This July the Mountain View Police Department strengthened their commitment to addressing language barriers that limited English proficient (LEP) community members may experience when trying to communicate with the police.

Chief Vermeer has agreed to strengthen their existing LEP Services Policy to ensure qualified bilingual officers, telephone interpreters or qualified civilian interpreters will be used in situations where officers encounter an LEP individual. The members of the Campaign for Language Access applaud Chief Scott Vermeer on his leadership and responsiveness to the language needs of the community.

“Every community member in Santa Clara County has a right to the safety and protection provided by the police regardless of the language they speak. Effective communication with victims and witnesses allows the police to investigate and solve crimes, therefore increasing the safety of our community,” stated Rolanda Pierre-Dixon, Chair of the Domestic Violence Council.

Santa Clara County is made up of people from diverse cultures, nationalities and ethnic groups.

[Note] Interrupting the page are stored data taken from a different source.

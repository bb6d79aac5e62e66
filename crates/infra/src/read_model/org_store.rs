use std::collections::HashMap;
use std::hash::Hash;
use std::sync::RwLock;

use rxflow_core::OrgId;
use std::sync::Arc;

/// Org-isolated key/value store abstraction for disposable read models.
pub trait OrgStore<K, V>: Send + Sync {
    fn get(&self, org_id: OrgId, key: &K) -> Option<V>;
    fn upsert(&self, org_id: OrgId, key: K, value: V);
    fn list(&self, org_id: OrgId) -> Vec<V>;
    /// Clear all read-model records for an org (rebuild support).
    fn clear_org(&self, org_id: OrgId);
}

impl<K, V, S> OrgStore<K, V> for Arc<S>
where
    S: OrgStore<K, V> + ?Sized,
{
    fn get(&self, org_id: OrgId, key: &K) -> Option<V> {
        (**self).get(org_id, key)
    }

    fn upsert(&self, org_id: OrgId, key: K, value: V) {
        (**self).upsert(org_id, key, value)
    }

    fn list(&self, org_id: OrgId) -> Vec<V> {
        (**self).list(org_id)
    }

    fn clear_org(&self, org_id: OrgId) {
        (**self).clear_org(org_id)
    }
}

/// In-memory org-isolated store for tests/dev.
#[derive(Debug)]
pub struct InMemoryOrgStore<K, V> {
    inner: RwLock<HashMap<(OrgId, K), V>>,
}

impl<K, V> InMemoryOrgStore<K, V> {
    pub fn new() -> Self {
        Self {
            inner: RwLock::new(HashMap::new()),
        }
    }
}

impl<K, V> Default for InMemoryOrgStore<K, V> {
    fn default() -> Self {
        Self::new()
    }
}

impl<K, V> OrgStore<K, V> for InMemoryOrgStore<K, V>
where
    K: Clone + Eq + Hash + Send + Sync + 'static,
    V: Clone + Send + Sync + 'static,
{
    fn get(&self, org_id: OrgId, key: &K) -> Option<V> {
        let map = self.inner.read().ok()?;
        map.get(&(org_id, key.clone())).cloned()
    }

    fn upsert(&self, org_id: OrgId, key: K, value: V) {
        if let Ok(mut map) = self.inner.write() {
            map.insert((org_id, key), value);
        }
    }

    fn list(&self, org_id: OrgId) -> Vec<V> {
        let map = match self.inner.read() {
            Ok(m) => m,
            Err(_) => return vec![],
        };

        map.iter()
            .filter_map(|((o, _k), v)| if *o == org_id { Some(v.clone()) } else { None })
            .collect()
    }

    fn clear_org(&self, org_id: OrgId) {
        if let Ok(mut map) = self.inner.write() {
            map.retain(|(o, _k), _v| *o != org_id);
        }
    }
}
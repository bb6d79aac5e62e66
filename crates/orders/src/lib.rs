//! Order domain module (event-sourced).
//!
//! This crate contains the business rules for the order fulfillment
//! lifecycle, implemented purely as deterministic domain logic (no IO, no
//! HTTP, no storage). Hospital and pharmacy orders share one aggregate,
//! parameterized by the requester kind.

pub mod order;

pub use order::{
    ConfirmDelivered, DeliveryRequested, DispatchedBatch, Order, OrderCommand, OrderDelivered,
    OrderDispatched, OrderEvent, OrderId, OrderPlaced, OrderRejected, OrderStatus, PlaceOrder,
    RecordDispatch, RejectOrder, RequestDelivery, RequesterKind,
};
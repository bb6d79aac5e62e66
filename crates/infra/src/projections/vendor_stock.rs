//! Vendor stock read model: current batch quantities plus expiry reporting.
//!
//! Expired and drawn-down batches stay in the read model on purpose - the
//! expiry report is the reason expired stock remains visible at all.

use chrono::{Days, NaiveDate};
use serde_json::Value as JsonValue;

use rxflow_core::{BatchId, MedicineId, OrgId};
use rxflow_events::EventEnvelope;
use rxflow_stock::{StockEvent, StockId};

use crate::read_model::OrgStore;

use super::{CursorCheck, ProjectionError, StreamCursors};

pub const STOCK_AGGREGATE_TYPE: &str = "stock.vendor_stock";

/// Queryable batch state for one vendor.
#[derive(Debug, Clone, PartialEq, Eq)]
pub struct BatchRecord {
    pub batch_id: BatchId,
    pub medicine_id: MedicineId,
    pub batch_number: String,
    pub manufacturing_date: NaiveDate,
    pub expiry_date: NaiveDate,
    pub quantity_on_hand: i64,
    pub unit_price: u64,
    pub list_price: u64,
}

impl BatchRecord {
    pub fn is_expired(&self, as_of: NaiveDate) -> bool {
        self.expiry_date < as_of
    }
}

/// Vendor stock projection.
///
/// Consumes published envelopes (JSON payloads) and maintains an org-isolated
/// read model keyed by batch. Disposable and rebuildable from the event
/// stream.
#[derive(Debug)]
pub struct VendorStockProjection<S>
where
    S: OrgStore<BatchId, BatchRecord>,
{
    store: S,
    cursors: StreamCursors,
}

impl<S> VendorStockProjection<S>
where
    S: OrgStore<BatchId, BatchRecord>,
{
    pub fn new(store: S) -> Self {
        Self {
            store,
            cursors: StreamCursors::new(),
        }
    }

    /// Query one batch.
    pub fn get(&self, vendor_id: OrgId, batch_id: &BatchId) -> Option<BatchRecord> {
        self.store.get(vendor_id, batch_id)
    }

    /// List all batches for a vendor.
    pub fn list(&self, vendor_id: OrgId) -> Vec<BatchRecord> {
        let mut records = self.store.list(vendor_id);
        records.sort_by_key(|r| (r.expiry_date, *r.batch_id.as_uuid().as_bytes()));
        records
    }

    /// List a vendor's batches for one medicine, soonest-expiring first.
    pub fn list_for_medicine(&self, vendor_id: OrgId, medicine_id: MedicineId) -> Vec<BatchRecord> {
        self.list(vendor_id)
            .into_iter()
            .filter(|r| r.medicine_id == medicine_id)
            .collect()
    }

    /// Batches already past their expiry date that still hold stock -
    /// dead inventory the vendor needs to write off.
    pub fn list_expired(&self, vendor_id: OrgId, as_of: NaiveDate) -> Vec<BatchRecord> {
        self.list(vendor_id)
            .into_iter()
            .filter(|r| r.is_expired(as_of) && r.quantity_on_hand > 0)
            .collect()
    }

    /// Batches expiring within the next `days` days that still hold stock.
    pub fn list_expiring_within(
        &self,
        vendor_id: OrgId,
        as_of: NaiveDate,
        days: u64,
    ) -> Vec<BatchRecord> {
        let horizon = as_of
            .checked_add_days(Days::new(days))
            .unwrap_or(NaiveDate::MAX);
        self.list(vendor_id)
            .into_iter()
            .filter(|r| {
                !r.is_expired(as_of) && r.expiry_date <= horizon && r.quantity_on_hand > 0
            })
            .collect()
    }

    /// Apply a published envelope into the projection.
    pub fn apply_envelope(
        &self,
        envelope: &EventEnvelope<JsonValue>,
    ) -> Result<(), ProjectionError> {
        if envelope.aggregate_type() != STOCK_AGGREGATE_TYPE {
            return Ok(());
        }

        let org_id = envelope.org_id();
        let aggregate_id = envelope.aggregate_id();
        let seq = envelope.sequence_number();

        match self.cursors.check(org_id, aggregate_id, seq)? {
            CursorCheck::Duplicate => return Ok(()),
            CursorCheck::Apply => {}
        }

        let ev: StockEvent = serde_json::from_value(envelope.payload().clone())
            .map_err(|e| ProjectionError::Deserialize(e.to_string()))?;

        let (event_vendor, medicine_id) = match &ev {
            StockEvent::BatchRegistered(e) => (e.vendor_id, e.medicine_id),
            StockEvent::StockAllocated(e) => (e.vendor_id, e.medicine_id),
            StockEvent::AllocationReleased(e) => (e.vendor_id, e.medicine_id),
        };

        if event_vendor != org_id {
            return Err(ProjectionError::OrgIsolation(
                "event vendor_id does not match envelope org_id".to_string(),
            ));
        }
        if StockId::for_medicine(medicine_id).0 != aggregate_id {
            return Err(ProjectionError::OrgIsolation(
                "event medicine_id does not match envelope aggregate_id".to_string(),
            ));
        }

        match ev {
            StockEvent::BatchRegistered(e) => {
                self.store.upsert(
                    org_id,
                    e.batch_id,
                    BatchRecord {
                        batch_id: e.batch_id,
                        medicine_id: e.medicine_id,
                        batch_number: e.batch_number,
                        manufacturing_date: e.manufacturing_date,
                        expiry_date: e.expiry_date,
                        quantity_on_hand: e.quantity,
                        unit_price: e.unit_price,
                        list_price: e.list_price,
                    },
                );
            }
            StockEvent::StockAllocated(e) => {
                for line in &e.lines {
                    if let Some(mut record) = self.store.get(org_id, &line.batch_id) {
                        record.quantity_on_hand -= line.quantity;
                        self.store.upsert(org_id, line.batch_id, record);
                    }
                }
            }
            StockEvent::AllocationReleased(e) => {
                for line in &e.lines {
                    if let Some(mut record) = self.store.get(org_id, &line.batch_id) {
                        record.quantity_on_hand += line.quantity;
                        self.store.upsert(org_id, line.batch_id, record);
                    }
                }
            }
        }

        self.cursors.advance(org_id, aggregate_id, seq);
        Ok(())
    }

    /// Rebuild the read model from scratch by replaying envelopes.
    pub fn rebuild_from_scratch(
        &self,
        envelopes: impl IntoIterator<Item = EventEnvelope<JsonValue>>,
    ) -> Result<(), ProjectionError> {
        let mut envs: Vec<_> = envelopes.into_iter().collect();

        {
            let mut orgs = envs.iter().map(|e| e.org_id()).collect::<Vec<_>>();
            orgs.sort_by_key(|o| *o.as_uuid().as_bytes());
            orgs.dedup();
            for org in orgs {
                self.store.clear_org(org);
                self.cursors.clear_org(org);
            }
        }

        // Deterministic replay order: org, aggregate, sequence.
        envs.sort_by_key(|e| {
            (
                *e.org_id().as_uuid().as_bytes(),
                *e.aggregate_id().as_uuid().as_bytes(),
                e.sequence_number(),
            )
        });

        for env in &envs {
            self.apply_envelope(env)?;
        }

        Ok(())
    }
}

The 2010 U.S. Census estimates that approximately 36.8% of the county population was born outside of the United States and that 49.6% speak a language other than English at home (population 5 years and over). This written policy sends a message to our diverse community that their safety and well-being are a top priority for law enforcement.

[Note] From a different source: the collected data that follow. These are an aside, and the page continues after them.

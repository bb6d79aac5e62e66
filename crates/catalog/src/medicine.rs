use chrono::{DateTime, Utc};
use serde::{Deserialize, Serialize};

use rxflow_core::{Aggregate, AggregateRoot, DomainError, MedicineId, OrgId};
use rxflow_events::Event;

/// Aggregate root: Medicine (one catalog entry, owned by one vendor).
///
/// The fulfillment core resolves an order's implicit vendor and its price
/// snapshot through this aggregate's read side.
#[derive(Debug, Clone, PartialEq, Eq)]
pub struct Medicine {
    id: MedicineId,
    vendor_id: Option<OrgId>,
    brand_name: String,
    generic_name: String,
    /// Offer price in smallest currency unit (e.g., cents).
    unit_price: u64,
    /// Maximum retail price in smallest currency unit.
    list_price: u64,
    version: u64,
    created: bool,
}

impl Medicine {
    /// Create an empty, not-yet-created aggregate instance for rehydration.
    pub fn empty(id: MedicineId) -> Self {
        Self {
            id,
            vendor_id: None,
            brand_name: String::new(),
            generic_name: String::new(),
            unit_price: 0,
            list_price: 0,
            version: 0,
            created: false,
        }
    }

    pub fn id_typed(&self) -> MedicineId {
        self.id
    }

    pub fn vendor_id(&self) -> Option<OrgId> {
        self.vendor_id
    }

    pub fn brand_name(&self) -> &str {
        &self.brand_name
    }

    pub fn generic_name(&self) -> &str {
        &self.generic_name
    }

    pub fn unit_price(&self) -> u64 {
        self.unit_price
    }

    pub fn list_price(&self) -> u64 {
        self.list_price
    }
}

impl AggregateRoot for Medicine {
    type Id = MedicineId;

    fn id(&self) -> &Self::Id {
        &self.id
    }

    fn version(&self) -> u64 {
        self.version
    }
}

/// Command: RegisterMedicine.
#[derive(Debug, Clone, PartialEq, Eq, Serialize, Deserialize)]
pub struct RegisterMedicine {
    pub vendor_id: OrgId,
    pub medicine_id: MedicineId,
    pub brand_name: String,
    pub generic_name: String,
    pub unit_price: u64,
    pub list_price: u64,
    pub occurred_at: DateTime<Utc>,
}

/// Command: UpdateMedicinePrices.
#[derive(Debug, Clone, PartialEq, Eq, Serialize, Deserialize)]
pub struct UpdateMedicinePrices {
    pub vendor_id: OrgId,
    pub medicine_id: MedicineId,
    pub unit_price: u64,
    pub list_price: u64,
    pub occurred_at: DateTime<Utc>,
}

#[derive(Debug, Clone, PartialEq, Eq, Serialize, Deserialize)]
pub enum MedicineCommand {
    RegisterMedicine(RegisterMedicine),
    UpdateMedicinePrices(UpdateMedicinePrices),
}

/// Event: MedicineRegistered.
#[derive(Debug, Clone, PartialEq, Eq, Serialize, Deserialize)]
pub struct MedicineRegistered {
    pub vendor_id: OrgId,
    pub medicine_id: MedicineId,
    pub brand_name: String,
    pub generic_name: String,
    pub unit_price: u64,
    pub list_price: u64,
    pub occurred_at: DateTime<Utc>,
}

/// Event: MedicinePricesUpdated.
#[derive(Debug, Clone, PartialEq, Eq, Serialize, Deserialize)]
pub struct MedicinePricesUpdated {
    pub vendor_id: OrgId,
    pub medicine_id: MedicineId,
    pub unit_price: u64,
    pub list_price: u64,
    pub occurred_at: DateTime<Utc>,
}

#[derive(Debug, Clone, PartialEq, Eq, Serialize, Deserialize)]
pub enum MedicineEvent {
    MedicineRegistered(MedicineRegistered),
    MedicinePricesUpdated(MedicinePricesUpdated),
}

impl Event for MedicineEvent {
    fn event_type(&self) -> &'static str {
        match self {
            MedicineEvent::MedicineRegistered(_) => "catalog.medicine.registered",
            MedicineEvent::MedicinePricesUpdated(_) => "catalog.medicine.prices_updated",
        }
    }

    fn version(&self) -> u32 {
        1
    }

    fn occurred_at(&self) -> DateTime<Utc> {
        match self {
            MedicineEvent::MedicineRegistered(e) => e.occurred_at,
            MedicineEvent::MedicinePricesUpdated(e) => e.occurred_at,
        }
    }
}

impl Aggregate for Medicine {
    type Command = MedicineCommand;
    type Event = MedicineEvent;
    type Error = DomainError;

    fn apply(&mut self, event: &Self::Event) {
        match event {
            MedicineEvent::MedicineRegistered(e) => {
                self.id = e.medicine_id;
                self.vendor_id = Some(e.vendor_id);
                self.brand_name = e.brand_name.clone();
                self.generic_name = e.generic_name.clone();
                self.unit_price = e.unit_price;
                self.list_price = e.list_price;
                self.created = true;
            }
            MedicineEvent::MedicinePricesUpdated(e) => {
                self.unit_price = e.unit_price;
                self.list_price = e.list_price;
            }
        }

        // Deterministic version tracking: +1 per applied event.
        self.version += 1;
    }

    fn handle(&self, command: &Self::Command) -> Result<Vec<Self::Event>, Self::Error> {
        match command {
            MedicineCommand::RegisterMedicine(cmd) => self.handle_register(cmd),
            MedicineCommand::UpdateMedicinePrices(cmd) => self.handle_update_prices(cmd),
        }
    }
}

impl Medicine {
    fn ensure_vendor(&self, vendor_id: OrgId) -> Result<(), DomainError> {
        if !self.created {
            return Ok(());
        }
        if self.vendor_id != Some(vendor_id) {
            return Err(DomainError::invariant("vendor_id mismatch"));
        }
        Ok(())
    }

    fn ensure_medicine_id(&self, medicine_id: MedicineId) -> Result<(), DomainError> {
        if self.id != medicine_id {
            return Err(DomainError::invariant("medicine_id mismatch"));
        }
        Ok(())
    }

    fn check_prices(unit_price: u64, list_price: u64) -> Result<(), DomainError> {
        if unit_price > list_price {
            return Err(DomainError::validation(
                "offer price cannot exceed list price",
            ));
        }
        Ok(())
    }

    fn handle_register(&self, cmd: &RegisterMedicine) -> Result<Vec<MedicineEvent>, DomainError> {
        if self.created {
            return Err(DomainError::conflict("medicine already registered"));
        }
        if cmd.brand_name.trim().is_empty() {
            return Err(DomainError::validation("brand name cannot be empty"));
        }
        if cmd.generic_name.trim().is_empty() {
            return Err(DomainError::validation("generic name cannot be empty"));
        }
        Self::check_prices(cmd.unit_price, cmd.list_price)?;

        Ok(vec![MedicineEvent::MedicineRegistered(MedicineRegistered {
            vendor_id: cmd.vendor_id,
            medicine_id: cmd.medicine_id,
            brand_name: cmd.brand_name.clone(),
            generic_name: cmd.generic_name.clone(),
            unit_price: cmd.unit_price,
            list_price: cmd.list_price,
            occurred_at: cmd.occurred_at,
        })])
    }

    fn handle_update_prices(
        &self,
        cmd: &UpdateMedicinePrices,
    ) -> Result<Vec<MedicineEvent>, DomainError> {
        if !self.created {
            return Err(DomainError::not_found());
        }
        self.ensure_vendor(cmd.vendor_id)?;
        self.ensure_medicine_id(cmd.medicine_id)?;
        Self::check_prices(cmd.unit_price, cmd.list_price)?;

        Ok(vec![MedicineEvent::MedicinePricesUpdated(
            MedicinePricesUpdated {
                vendor_id: cmd.vendor_id,
                medicine_id: cmd.medicine_id,
                unit_price: cmd.unit_price,
                list_price: cmd.list_price,
                occurred_at: cmd.occurred_at,
            },
        )])
    }
}

#[cfg(test)]
mod tests {
    use super::*;

    fn test_vendor_id() -> OrgId {
        OrgId::new()
    }

    fn test_medicine_id() -> MedicineId {
        MedicineId::new()
    }

    fn test_time() -> DateTime<Utc> {
        Utc::now()
    }

    fn register_cmd(vendor_id: OrgId, medicine_id: MedicineId) -> RegisterMedicine {
        RegisterMedicine {
            vendor_id,
            medicine_id,
            brand_name: "Calpol".to_string(),
            generic_name: "Paracetamol".to_string(),
            unit_price: 250,
            list_price: 300,
            occurred_at: test_time(),
        }
    }

    #[test]
    fn register_medicine_emits_registered_event() {
        let medicine = Medicine::empty(test_medicine_id());
        let vendor_id = test_vendor_id();
        let medicine_id = test_medicine_id();

        let events = medicine
            .handle(&MedicineCommand::RegisterMedicine(register_cmd(
                vendor_id,
                medicine_id,
            )))
            .unwrap();
        assert_eq!(events.len(), 1);

        match &events[0] {
            MedicineEvent::MedicineRegistered(e) => {
                assert_eq!(e.vendor_id, vendor_id);
                assert_eq!(e.medicine_id, medicine_id);
                assert_eq!(e.brand_name, "Calpol");
                assert_eq!(e.unit_price, 250);
            }
            _ => panic!("Expected MedicineRegistered event"),
        }
    }

    #[test]
    fn cannot_register_twice() {
        let mut medicine = Medicine::empty(test_medicine_id());
        let vendor_id = test_vendor_id();
        let medicine_id = test_medicine_id();

        let events = medicine
            .handle(&MedicineCommand::RegisterMedicine(register_cmd(
                vendor_id,
                medicine_id,
            )))
            .unwrap();
        medicine.apply(&events[0]);

        let err = medicine
            .handle(&MedicineCommand::RegisterMedicine(register_cmd(
                vendor_id,
                medicine_id,
            )))
            .unwrap_err();
        assert!(matches!(err, DomainError::Conflict(_)));
    }

    #[test]
    fn offer_price_above_list_price_is_rejected() {
        let medicine = Medicine::empty(test_medicine_id());
        let mut cmd = register_cmd(test_vendor_id(), test_medicine_id());
        cmd.unit_price = 500;
        cmd.list_price = 300;

        let err = medicine
            .handle(&MedicineCommand::RegisterMedicine(cmd))
            .unwrap_err();
        assert!(matches!(err, DomainError::Validation(_)));
    }

    #[test]
    fn update_prices_after_registration() {
        let mut medicine = Medicine::empty(test_medicine_id());
        let vendor_id = test_vendor_id();
        let medicine_id = test_medicine_id();

        let events = medicine
            .handle(&MedicineCommand::RegisterMedicine(register_cmd(
                vendor_id,
                medicine_id,
            )))
            .unwrap();
        medicine.apply(&events[0]);

        let update = UpdateMedicinePrices {
            vendor_id,
            medicine_id,
            unit_price: 275,
            list_price: 320,
            occurred_at: test_time(),
        };
        let events = medicine
            .handle(&MedicineCommand::UpdateMedicinePrices(update))
            .unwrap();
        medicine.apply(&events[0]);

        assert_eq!(medicine.unit_price(), 275);
        assert_eq!(medicine.list_price(), 320);
        assert_eq!(medicine.version(), 2);
    }

    #[test]
    fn cannot_update_prices_before_registration() {
        let medicine = Medicine::empty(test_medicine_id());
        let update = UpdateMedicinePrices {
            vendor_id: test_vendor_id(),
            medicine_id: test_medicine_id(),
            unit_price: 275,
            list_price: 320,
            occurred_at: test_time(),
        };

        let err = medicine
            .handle(&MedicineCommand::UpdateMedicinePrices(update))
            .unwrap_err();
        assert!(matches!(err, DomainError::NotFound));
    }
}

“With the Mountain View community’s proud history of diversity, the Police Department takes pride in its efforts to effectively serve all members of our community.  In addition to a Limited English Proficiency Services policy that has been in effect since 2009, the Mountain View Police Department remains open to ways upon which to improve our outreach to the community in the area of multilingual services. To that end, our Department has established patrol procedures for frontline first responders which will enable them to determine when Limited English Proficiency services should be requested. These procedures will be published in the Department’s patrol manual as a reference tool for all Mountain View police officers,” stated Scott S.G. Vermeer, Police Chief/Assistant City Manager – Public Safety.

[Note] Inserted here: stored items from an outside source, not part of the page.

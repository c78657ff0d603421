use std::io::Write;
use std::path::PathBuf;

use kanal::AsyncSender;
use tokio::io::{AsyncBufRead, AsyncBufReadExt, BufReader, Lines};
use tokio_util::sync::CancellationToken;
use verba_types::{AppEvent, Command};

pub const SHELL_HELP: &str = "\
Type any text to see suggestions.
  :show <word>      word details
  :add <word>       add to study list
  :rm <word>        remove from study list
  :toggle <word>    add or remove
  :list             show study list
  :wheel            every headword, * marks study list members
  :export [path]    write study list as TSV
  :copy             copy study list TSV to clipboard
  :import <path>    replace study list from TSV (asks first)
  :import! <path>   same, without asking
  :help             this text
  :quit             leave";

const REPLACE_WARNING: &str = "This will replace your current study list. Are you sure? [y/N] ";

/// Where user commands come from
pub enum InputSource {
    /// Fixed commands, then shut down
    Script(Vec<Command>),
    /// Read shell lines from stdin until EOF or `:quit`
    Interactive,
}

#[derive(Debug, Clone, PartialEq, Eq)]
pub enum ShellInput {
    Command(Command),
    /// Import that still needs a yes from the user
    ConfirmImport(PathBuf),
    Quit,
    Empty,
    Unknown(String),
}

pub fn parse_shell_line(line: &str) -> ShellInput {
    let line = line.trim();
    if line.is_empty() {
        return ShellInput::Empty;
    }

    let Some(rest) = line.strip_prefix(':') else {
        return ShellInput::Command(Command::Search {
            query: line.to_string(),
            limit: None,
        });
    };

    let (name, arg) = match rest.split_once(char::is_whitespace) {
        Some((name, arg)) => (name, arg.trim()),
        None => (rest, ""),
    };
    let word = arg.to_string();

    let command = match name {
        "q" | "quit" | "exit" => return ShellInput::Quit,
        "h" | "help" => Command::Help,
        "show" | "s" if !arg.is_empty() => Command::Show(word),
        "add" | "a" if !arg.is_empty() => Command::Add(word),
        "rm" | "remove" if !arg.is_empty() => Command::Remove(word),
        "toggle" | "t" if !arg.is_empty() => Command::Toggle(word),
        "list" | "l" => Command::List,
        "wheel" | "w" => Command::Wheel,
        "export" => Command::Export {
            path: (!arg.is_empty()).then(|| PathBuf::from(arg)),
        },
        "copy" => Command::Copy,
        "import" if !arg.is_empty() => return ShellInput::ConfirmImport(PathBuf::from(arg)),
        "import!" if !arg.is_empty() => Command::Import {
            path: PathBuf::from(arg),
        },
        _ => return ShellInput::Unknown(line.to_string()),
    };

    ShellInput::Command(command)
}

/// Feeds the event loop, then asks it to shut down
pub async fn input_loop(
    source: InputSource,
    ui_to_app_tx: AsyncSender<AppEvent>,
    cancel: CancellationToken,
) -> anyhow::Result<()> {
    match source {
        InputSource::Script(commands) => {
            for command in commands {
                ui_to_app_tx.send(AppEvent::Command(command)).await?;
            }
        }
        InputSource::Interactive => {
            let lines = BufReader::new(tokio::io::stdin()).lines();
            read_shell(lines, &ui_to_app_tx, cancel).await?;
        }
    }

    ui_to_app_tx.send(AppEvent::Shutdown).await?;
    Ok(())
}

pub async fn read_shell<R>(
    mut lines: Lines<R>,
    ui_to_app_tx: &AsyncSender<AppEvent>,
    cancel: CancellationToken,
) -> anyhow::Result<()>
where
    R: AsyncBufRead + Unpin,
{
    loop {
        let line = tokio::select! {
            line = lines.next_line() => line?,
            _ = cancel.cancelled() => break,
        };
        let Some(line) = line else {
            tracing::debug!("Shell input closed");
            break;
        };

        match parse_shell_line(&line) {
            ShellInput::Command(command) => {
                ui_to_app_tx.send(AppEvent::Command(command)).await?;
            }
            ShellInput::ConfirmImport(path) => {
                if confirm_replace(&mut lines).await? {
                    ui_to_app_tx
                        .send(AppEvent::Command(Command::Import { path }))
                        .await?;
                } else {
                    println!("Import cancelled.");
                }
            }
            ShellInput::Quit => break,
            ShellInput::Empty => {}
            ShellInput::Unknown(line) => {
                eprintln!("Unknown command: {line} (try :help)");
            }
        }
    }

    Ok(())
}

/// Ask before an import overwrites the study list
pub async fn confirm_replace<R>(lines: &mut Lines<R>) -> std::io::Result<bool>
where
    R: AsyncBufRead + Unpin,
{
    print!("{REPLACE_WARNING}");
    std::io::stdout().flush()?;

    let answer = lines.next_line().await?.unwrap_or_default();
    Ok(is_yes(&answer))
}

fn is_yes(answer: &str) -> bool {
    matches!(answer.trim().to_lowercase().as_str(), "y" | "yes")
}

Key points of the policy include the following:

  • Free language assistance to the public.
  • Interviews will be conducted in the individual’s primary language by a qualified interpreter.
  • Qualified interpreters include bilingual officers, telephone interpreters and civilian interpreters.
  • Law enforcement officers will not use children, family members, neighbors, friends or bystanders for interpretation except in exigent circumstances.